* Required work: Could you output every record below exactly as it appears?

(Saved data entries)
//! Type-indexed renderer registry for list and grid views.
//!
//! This crate lets a recycling list surface display a heterogeneous sequence
//! of values, each drawn by a renderer registered for its type:
//!
//! - **[`TypeRegistry`]**: ordered matcher/renderer bindings, each assigned a
//!   sequential [`Kind`]
//! - **[`TypeResolver`]**: maps an item to the kind of the first binding that
//!   accepts it
//! - **[`CollectionAdapter`]**: owns the items and the registry, and answers
//!   the host surface's count/kind/create/bind questions
//! - **[`ItemRenderer`]**: the trait applications implement per item type
//!
//! # Example
//!
//! ```
//! use lattice_multitype::{CollectionAdapter, ItemRenderer, Items, Kind};
//!
//! struct TextItem(String);
//! struct ImageItem(u32);
//!
//! struct TextRenderer;
//! impl ItemRenderer for TextRenderer {
//!     type Item = TextItem;
//!     type Visual = String;
//!     fn create_visual(&self) -> String { String::new() }
//!     fn bind_visual(&self, visual: &mut String, item: &TextItem, _position: usize) {
//!         visual.clone_from(&item.0);
//!     }
//! }
//!
//! struct ImageRenderer;
//! impl ItemRenderer for ImageRenderer {
//!     type Item = ImageItem;
//!     type Visual = String;
//!     fn create_visual(&self) -> String { String::new() }
//!     fn bind_visual(&self, visual: &mut String, item: &ImageItem, _position: usize) {
//!         *visual = format!("[image {}]", item.0);
//!     }
//! }
//!
//! let mut adapter = CollectionAdapter::new();
//! adapter.register_type(TextRenderer).unwrap();
//! adapter.register_type(ImageRenderer).unwrap();
//!
//! let mut items = Items::new();
//! items.push(TextItem("world".into()));
//! items.push(ImageItem(1));
//! adapter.set_items(items);
//!
//! let kinds: Vec<Kind> = (0..adapter.item_count())
//!     .map(|p| adapter.kind_at(p).unwrap())
//!     .collect();
//! assert_eq!(kinds, [Kind::new(0), Kind::new(1)]);
//! ```
//!
//! # Precedence
//!
//! Bindings are tried in registration order and the first match wins. An
//! exact-type binding gets no priority over a predicate registered before
//! it, so callers control precedence purely through registration order.
//!
//! # Threading
//!
//! The adapter is synchronous and performs no locking. Mutation takes
//! `&mut self`; drive it from the thread that owns the rendering surface.

mod adapter;
mod error;
mod item;
mod kind;
pub mod logging;
mod matcher;
mod registry;
mod renderer;
mod resolver;

pub use adapter::{CollectionAdapter, CollectionAdapterBuilder, Flattener, ItemAdapter};
pub use error::{Error, Result};
pub use item::{Item, Items, Payload};
pub use kind::{Kind, VisualHandle};
pub use matcher::{ItemPredicate, Matcher};
pub use registry::{TypeBinding, TypeRegistry};
pub use renderer::{ItemRenderer, Renderer, RendererDescriptor};
pub use resolver::TypeResolver;

static_assertions::assert_impl_all!(Item: Send, Sync);
static_assertions::assert_impl_all!(Matcher: Send, Sync);
static_assertions::assert_impl_all!(TypeRegistry<()>: Send, Sync);
static_assertions::assert_impl_all!(CollectionAdapter<()>: Send, Sync);
static_assertions::assert_impl_all!(CollectionAdapterBuilder<()>: Send);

* Solution to the exercise:
//! Type-indexed renderer registry for list and grid views.
//!
//! This crate lets a recycling list surface display a heterogeneous sequence
//! of values, each drawn by a renderer registered for its type:
//!
//! - **[`TypeRegistry`]**: ordered matcher/renderer bindings, each assigned a
//!   sequential [`Kind`]
//! - **[`TypeResolver`]**: maps an item to the kind of the first binding that
//!   accepts it
//! - **[`CollectionAdapter`]**: owns the items and the registry, and answers
//!   the host surface's count/kind/create/bind questions
//! - **[`ItemRenderer`]**: the trait applications implement per item type
//!
//! # Example
//!
//! ```
//! use lattice_multitype::{CollectionAdapter, ItemRenderer, Items, Kind};
//!
//! struct TextItem(String);
//! struct ImageItem(u32);
//!
//! struct TextRenderer;
//! impl ItemRenderer for TextRenderer {
//!     type Item = TextItem;
//!     type Visual = String;
//!     fn create_visual(&self) -> String { String::new() }
//!     fn bind_visual(&self, visual: &mut String, item: &TextItem, _position: usize) {
//!         visual.clone_from(&item.0);
//!     }
//! }
//!
//! struct ImageRenderer;
//! impl ItemRenderer for ImageRenderer {
//!     type Item = ImageItem;
//!     type Visual = String;
//!     fn create_visual(&self) -> String { String::new() }
//!     fn bind_visual(&self, visual: &mut String, item: &ImageItem, _position: usize) {
//!         *visual = format!("[image {}]", item.0);
//!     }
//! }
//!
//! let mut adapter = CollectionAdapter::new();
//! adapter.register_type(TextRenderer).unwrap();
//! adapter.register_type(ImageRenderer).unwrap();
//!
//! let mut items = Items::new();
//! items.push(TextItem("world".into()));
//! items.push(ImageItem(1));
//! adapter.set_items(items);
//!
//! let kinds: Vec<Kind> = (0..adapter.item_count())
//!     .map(|p| adapter.kind_at(p).unwrap())
//!     .collect();
//! assert_eq!(kinds, [Kind::new(0), Kind::new(1)]);
//! ```
//!
//! # Precedence
//!
//! Bindings are tried in registration order and the first match wins. An
//! exact-type binding gets no priority over a predicate registered before
//! it, so callers control precedence purely through registration order.
//!
//! # Threading
//!
//! The adapter is synchronous and performs no locking. Mutation takes
//! `&mut self`; drive it from the thread that owns the rendering surface.

mod adapter;
mod error;
mod item;
mod kind;
pub mod logging;
mod matcher;
mod registry;
mod renderer;
mod resolver;

pub use adapter::{CollectionAdapter, CollectionAdapterBuilder, Flattener, ItemAdapter};
pub use error::{Error, Result};
pub use item::{Item, Items, Payload};
pub use kind::{Kind, VisualHandle};
pub use matcher::{ItemPredicate, Matcher};
pub use registry::{TypeBinding, TypeRegistry};
pub use renderer::{ItemRenderer, Renderer, RendererDescriptor};
pub use resolver::TypeResolver;

static_assertions::assert_impl_all!(Item: Send, Sync);
static_assertions::assert_impl_all!(Matcher: Send, Sync);
static_assertions::assert_impl_all!(TypeRegistry<()>: Send, Sync);
static_assertions::assert_impl_all!(CollectionAdapter<()>: Send, Sync);
static_assertions::assert_impl_all!(CollectionAdapterBuilder<()>: Send);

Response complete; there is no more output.